HC Deb 27 April 1855 vol 137 cc1897-900

Order for Committee read.

House in Committee; Mr. Fitzroy in the Chair.

Clause 1. That an annuity of 14s. 6d. shall be granted upon a loan of 16,000,000l. for thirty years.


said, he thought the Chancellor of the Exchequer had committed a great error in proposing to contract a loan upon the terms contained in this Bill. If the information he had received was correct, the Chancellor of the Exchequer, had he given the public the opportunity of taking up the loan, might have readily obtained 20,000,000l. of money upon terminable annuities for the terms of forty-four, forty-eight, fifty-two, and fifty-six years, giving an average of fifty years, at an annual rate of interest not greatly exceeding that which he now proposed to give. He must complain that the Government had not afforded the public an opportunity of competing for the loan, but handed it over, in fact, to four or five great capitalists.
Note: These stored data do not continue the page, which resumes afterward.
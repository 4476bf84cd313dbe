//! The transliteration engine facade.
//!
//! `Transliterator` owns the scheme store, the default options and the
//! single-slot map cache, and orchestrates the per-scheme literal
//! rewrites around the two scanners. Unknown scheme names and unmapped
//! text degrade to pass-through; user-facing validation belongs to
//! callers.

use std::collections::{BTreeMap, BTreeSet};
use std::sync::{Arc, Mutex, PoisonError};

use tracing::{debug_span, warn};

use crate::brahmic::transliterate_brahmic;
use crate::map::TransMap;
use crate::reorder::{swap_digit_after_marks, swap_marks_after_digit};
use crate::roman::transliterate_roman;
use crate::scheme::loader::register_bundled;
use crate::scheme::{Group, Scheme, SchemeStore};

/// Transliteration options. Compared structurally for map-cache
/// validity, so the maps are `BTreeMap`s and substitution order is
/// deterministic.
#[derive(Debug, Clone, Default, PartialEq, Eq)]
pub struct Options {
    /// Pass text between `<` and `>` through unmodified.
    pub skip_sgml: bool,
    /// Leave bare consonants bare instead of attaching a virama.
    pub syncope: bool,
    /// Destination scheme name -> literal substitutions applied as a
    /// final pass over the output.
    pub preferred_alternates: BTreeMap<String, BTreeMap<String, String>>,
}

struct CachedMap {
    from: String,
    to: String,
    options: Options,
    map: Arc<TransMap>,
}

/// The engine. Construct one per scheme set; there is no process-wide
/// instance.
pub struct Transliterator {
    store: SchemeStore,
    defaults: Options,
    cache: Mutex<Option<CachedMap>>,
}

impl Default for Transliterator {
    fn default() -> Self {
        Self::new()
    }
}

impl Transliterator {
    /// An engine with no registered schemes.
    pub fn new() -> Self {
        Self {
            store: SchemeStore::new(),
            defaults: Options::default(),
            cache: Mutex::new(None),
        }
    }

    /// An engine preloaded with the bundled schemes.
    pub fn with_bundled_schemes() -> Self {
        let mut engine = Self::new();
        register_bundled(&mut engine.store);
        engine
    }

    pub fn add_brahmic_scheme(&mut self, name: &str, scheme: Scheme) {
        self.store.add_brahmic_scheme(name, scheme);
        self.invalidate_cache();
    }

    pub fn add_roman_scheme(&mut self, name: &str, scheme: Scheme) {
        self.store.add_roman_scheme(name, scheme);
        self.invalidate_cache();
    }

    pub fn store(&self) -> &SchemeStore {
        &self.store
    }

    pub fn scheme_names(&self) -> Vec<&str> {
        self.store.names().collect()
    }

    pub fn defaults(&self) -> &Options {
        &self.defaults
    }

    pub fn set_defaults(&mut self, options: Options) {
        self.defaults = options;
    }

    /// Transliterate with the stored default options.
    pub fn transliterate(&self, data: &str, from: &str, to: &str) -> String {
        let defaults = self.defaults.clone();
        self.transliterate_with(data, from, to, &defaults)
    }

    /// Transliterate with explicit options.
    pub fn transliterate_with(
        &self,
        data: &str,
        from: &str,
        to: &str,
        options: &Options,
    ) -> String {
        let _span = debug_span!("transliterate", from, to, len = data.len()).entered();
        let map = self.cached_map(from, to, options);

        let mut text = data.to_string();
        if from == "itrans" {
            text = itrans_preprocess(&text);
        }
        if from == "tamil_superscripted" {
            let marks = self.superscripted_mark_chars(from);
            text = swap_digit_after_marks(&text, &marks, &superscript_digits());
            warn!("transliteration from tamil_superscripted is only partially supported");
        }
        if let Some(scheme) = self.store.get(from) {
            text = expand_shortcuts(&text, &scheme.shortcuts);
        }

        let mut result = if map.from_is_roman {
            transliterate_roman(&text, &map, options)
        } else {
            transliterate_brahmic(&text, &map, options)
        };

        if let Some(scheme) = self.store.get(to) {
            result = contract_shortcuts(&result, &scheme.shortcuts);
        }
        if to == "tamil_superscripted" {
            let marks = self.superscripted_mark_chars(to);
            result = swap_marks_after_digit(&result, &marks, &superscript_digits());
        }
        if let Some(substitutions) = options.preferred_alternates.get(to) {
            for (from_text, to_text) in substitutions {
                result = result.replace(from_text, to_text);
            }
        }
        result
    }

    /// Transliterate each space-separated word independently, preserving
    /// input order. No state crosses word boundaries.
    pub fn transliterate_wordwise(
        &self,
        data: &str,
        from: &str,
        to: &str,
    ) -> Vec<(String, String)> {
        let defaults = self.defaults.clone();
        self.transliterate_wordwise_with(data, from, to, &defaults)
    }

    pub fn transliterate_wordwise_with(
        &self,
        data: &str,
        from: &str,
        to: &str,
        options: &Options,
    ) -> Vec<(String, String)> {
        data.split(' ')
            .filter(|word| !word.is_empty())
            .map(|word| {
                (
                    word.to_string(),
                    self.transliterate_with(word, from, to, options),
                )
            })
            .collect()
    }

    fn cached_map(&self, from: &str, to: &str, options: &Options) -> Arc<TransMap> {
        let mut slot = self.cache.lock().unwrap_or_else(PoisonError::into_inner);
        if let Some(entry) = slot.as_ref() {
            if entry.from == from && entry.to == to && entry.options == *options {
                return Arc::clone(&entry.map);
            }
        }
        let map = {
            let _span = debug_span!("build_map", from, to).entered();
            Arc::new(TransMap::build(&self.store, from, to))
        };
        *slot = Some(CachedMap {
            from: from.to_string(),
            to: to.to_string(),
            options: options.clone(),
            map: Arc::clone(&map),
        });
        map
    }

    fn invalidate_cache(&mut self) {
        *self.cache.get_mut().unwrap_or_else(PoisonError::into_inner) = None;
    }

    /// Vowel marks, virama and the Vedic accents of the named scheme, as
    /// a character set for the superscript-digit reordering.
    fn superscripted_mark_chars(&self, name: &str) -> BTreeSet<char> {
        let mut set = BTreeSet::new();
        if let Some(scheme) = self.store.get(name) {
            if let Some(marks) = scheme.group(Group::VowelMarks) {
                for value in marks.values() {
                    set.extend(value.chars());
                }
            }
            if let Some(virama) = scheme.value(Group::Virama, "्") {
                set.extend(virama.chars());
            }
        }
        set.insert('॑');
        set.insert('॒');
        set
    }
}

fn superscript_digits() -> BTreeSet<char> {
    ['²', '³', '⁴'].into_iter().collect()
}

/// ITRANS literal conventions, rewritten into engine conventions before
/// scanning: `{\m+}` is the anusvara ligature, `.h` an explicit virama
/// marker that the tables already cover, and `\x` escapes one character
/// (except the accent markers `'`, `` ` ``, `_`).
fn itrans_preprocess(data: &str) -> String {
    let text = data.replace("{\\m+}", ".h.N").replace(".h", "");

    let mut out = String::with_capacity(text.len());
    let mut chars = text.chars().peekable();
    while let Some(c) = chars.next() {
        if c != '\\' {
            out.push(c);
            continue;
        }
        match chars.peek().copied() {
            None => out.push_str("####"),
            Some('\'') | Some('`') | Some('_') => out.push(c),
            Some(next) => {
                chars.next();
                out.push_str("##");
                out.push(next);
                out.push_str("##");
            }
        }
    }
    out
}

/// Rewrite user-facing shortcut forms into the canonical forms the
/// tables use. A key that contains its own shortcut is swapped out
/// first so the substitution cannot double up.
fn expand_shortcuts(text: &str, shortcuts: &BTreeMap<String, String>) -> String {
    let mut out = text.to_string();
    for (key, shortcut) in shortcuts {
        if key.contains(shortcut) {
            out = out.replace(key, shortcut);
        }
        out = out.replace(shortcut, key);
    }
    out
}

/// Mirror of `expand_shortcuts` for the output side.
fn contract_shortcuts(text: &str, shortcuts: &BTreeMap<String, String>) -> String {
    let mut out = text.to_string();
    for (key, shortcut) in shortcuts {
        if shortcut.contains(key) {
            out = out.replace(shortcut, key);
        }
        out = out.replace(key, shortcut);
    }
    out
}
He begged, therefore, to move as an Amendment— That, instead of the loan of 16,000,000l. being raised by three per cent perpetual annuities, and 14s. 6d. per cent annuities, terminable in thirty years, the sum of 20,000,000l. be raised by terminable annuities.


said, that it was not competent to the hon. Gentleman to propose such an Amendment.


said, in that case, he felt it his duty to move that the Chairman report progress, and ask leave to sit again.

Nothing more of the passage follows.